Data excerpts -
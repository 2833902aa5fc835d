//! Owned native codec state.
//!
//! An instance is either a block this crate allocated and libopus
//! initialized in place, or state libopus allocated itself through
//! `opus_*_create`. Either way it is freed exactly once, on drop.

use std::alloc::{self, Layout};
use std::ptr::NonNull;

use crate::constants::{Application, Channels};
use crate::error::CodecError;
use crate::ffi;

const BLOCK_ALIGN: usize = 16;

/// Zeroed heap block sized by an `opus_*_get_size` query.
pub(crate) struct NativeBlock {
    ptr: NonNull<u8>,
    layout: Layout,
}

impl NativeBlock {
    fn alloc(size: usize) -> Result<Self, CodecError> {
        let layout = Layout::from_size_align(size, BLOCK_ALIGN)
            .map_err(|e| CodecError::InvalidArgument(e.to_string()))?;
        // Size comes from a positive native query, so the layout is non-zero.
        let raw = unsafe { alloc::alloc_zeroed(layout) };
        let Some(ptr) = NonNull::new(raw) else {
            alloc::handle_alloc_error(layout);
        };
        Ok(Self { ptr, layout })
    }

    fn size(&self) -> usize {
        self.layout.size()
    }
}

impl Drop for NativeBlock {
    fn drop(&mut self) {
        unsafe { alloc::dealloc(self.ptr.as_ptr(), self.layout) };
    }
}

enum Ownership {
    Block(NativeBlock),
    Library,
}

impl Ownership {
    fn block_size(&self) -> Option<usize> {
        match self {
            Ownership::Block(block) => Some(block.size()),
            Ownership::Library => None,
        }
    }

    fn describe(&self) -> String {
        match self.block_size() {
            Some(size) => format!("{size} bytes in place"),
            None => "library-owned".to_string(),
        }
    }
}

/// Configuration an encoder instance was created with.
#[derive(Debug, Clone, Copy, PartialEq, Eq)]
pub struct EncoderConfig {
    pub sample_rate: i32,
    pub channels: Channels,
    pub application: Application,
}

/// Configuration a decoder instance was created with.
#[derive(Debug, Clone, Copy, PartialEq, Eq)]
pub struct DecoderConfig {
    pub sample_rate: i32,
    pub channels: Channels,
}

/// Allocated and configured encoder state.
pub(crate) struct EncoderInstance {
    ptr: NonNull<ffi::OpusEncoder>,
    ownership: Ownership,
    config: EncoderConfig,
}

// Safety: the state is exclusively owned and only touched through &mut.
unsafe impl Send for EncoderInstance {}

impl EncoderInstance {
    /// Queries the state size, allocates it and runs `opus_encoder_init`.
    pub(crate) fn init_in_place(config: EncoderConfig) -> Result<Self, CodecError> {
        let size = unsafe { ffi::opus_encoder_get_size(config.channels.count()) };
        if size <= 0 {
            return Err(CodecError::SizeQuery(size));
        }

        let block = NativeBlock::alloc(size as usize)?;
        let ptr = block.ptr.cast::<ffi::OpusEncoder>();
        let ret = unsafe {
            ffi::opus_encoder_init(
                ptr.as_ptr(),
                config.sample_rate,
                config.channels.count(),
                config.application.to_ffi(),
            )
        };
        if ret != ffi::OPUS_OK {
            // block is freed on return
            return Err(CodecError::native_init(ret));
        }

        Ok(Self {
            ptr,
            ownership: Ownership::Block(block),
            config,
        })
    }

    /// Lets libopus allocate the state with `opus_encoder_create`.
    pub(crate) fn create(config: EncoderConfig) -> Result<Self, CodecError> {
        let mut error: i32 = 0;
        let raw = unsafe {
            ffi::opus_encoder_create(
                config.sample_rate,
                config.channels.count(),
                config.application.to_ffi(),
                &mut error,
            )
        };

        match NonNull::new(raw) {
            Some(ptr) if error == ffi::OPUS_OK => Ok(Self {
                ptr,
                ownership: Ownership::Library,
                config,
            }),
            Some(ptr) => {
                unsafe { ffi::opus_encoder_destroy(ptr.as_ptr()) };
                Err(CodecError::native_init(error))
            }
            None => Err(CodecError::native_init(error)),
        }
    }

    pub(crate) fn as_ptr(&mut self) -> *mut ffi::OpusEncoder {
        self.ptr.as_ptr()
    }

    pub(crate) fn config(&self) -> &EncoderConfig {
        &self.config
    }

    /// Bytes held by a crate-allocated block; `None` for library-owned state.
    #[cfg(test)]
    pub(crate) fn block_size(&self) -> Option<usize> {
        self.ownership.block_size()
    }

    /// Who owns the state, for lifecycle logs.
    pub(crate) fn describe(&self) -> String {
        self.ownership.describe()
    }
}

impl Drop for EncoderInstance {
    fn drop(&mut self) {
        if let Ownership::Library = self.ownership {
            unsafe { ffi::opus_encoder_destroy(self.ptr.as_ptr()) };
        }
    }
}

/// Allocated and configured decoder state.
pub(crate) struct DecoderInstance {
    ptr: NonNull<ffi::OpusDecoder>,
    ownership: Ownership,
    config: DecoderConfig,
}

// Safety: the state is exclusively owned and only touched through &mut.
unsafe impl Send for DecoderInstance {}

impl DecoderInstance {
    /// Queries the state size, allocates it and runs `opus_decoder_init`.
    pub(crate) fn init_in_place(config: DecoderConfig) -> Result<Self, CodecError> {
        let size = unsafe { ffi::opus_decoder_get_size(config.channels.count()) };
        if size <= 0 {
            return Err(CodecError::SizeQuery(size));
        }

        let block = NativeBlock::alloc(size as usize)?;
        let ptr = block.ptr.cast::<ffi::OpusDecoder>();
        let ret = unsafe {
            ffi::opus_decoder_init(ptr.as_ptr(), config.sample_rate, config.channels.count())
        };
        if ret != ffi::OPUS_OK {
            return Err(CodecError::native_init(ret));
        }

        Ok(Self {
            ptr,
            ownership: Ownership::Block(block),
            config,
        })
    }

    /// Lets libopus allocate the state with `opus_decoder_create`.
    pub(crate) fn create(config: DecoderConfig) -> Result<Self, CodecError> {
        let mut error: i32 = 0;
        let raw = unsafe {
            ffi::opus_decoder_create(config.sample_rate, config.channels.count(), &mut error)
        };

        match NonNull::new(raw) {
            Some(ptr) if error == ffi::OPUS_OK => Ok(Self {
                ptr,
                ownership: Ownership::Library,
                config,
            }),
            Some(ptr) => {
                unsafe { ffi::opus_decoder_destroy(ptr.as_ptr()) };
                Err(CodecError::native_init(error))
            }
            None => Err(CodecError::native_init(error)),
        }
    }

    pub(crate) fn as_ptr(&mut self) -> *mut ffi::OpusDecoder {
        self.ptr.as_ptr()
    }

    pub(crate) fn config(&self) -> &DecoderConfig {
        &self.config
    }

    #[cfg(test)]
    pub(crate) fn block_size(&self) -> Option<usize> {
        self.ownership.block_size()
    }

    pub(crate) fn describe(&self) -> String {
        self.ownership.describe()
    }
}

impl Drop for DecoderInstance {
    fn drop(&mut self) {
        if let Ownership::Library = self.ownership {
            unsafe { ffi::opus_decoder_destroy(self.ptr.as_ptr()) };
        }
    }
}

Aim of the exercise -
Every line containing the word "Queries" must be copied from the material above.

The answer -
    /// Queries the state size, allocates it and runs `opus_encoder_init`.
    /// Queries the state size, allocates it and runs `opus_decoder_init`.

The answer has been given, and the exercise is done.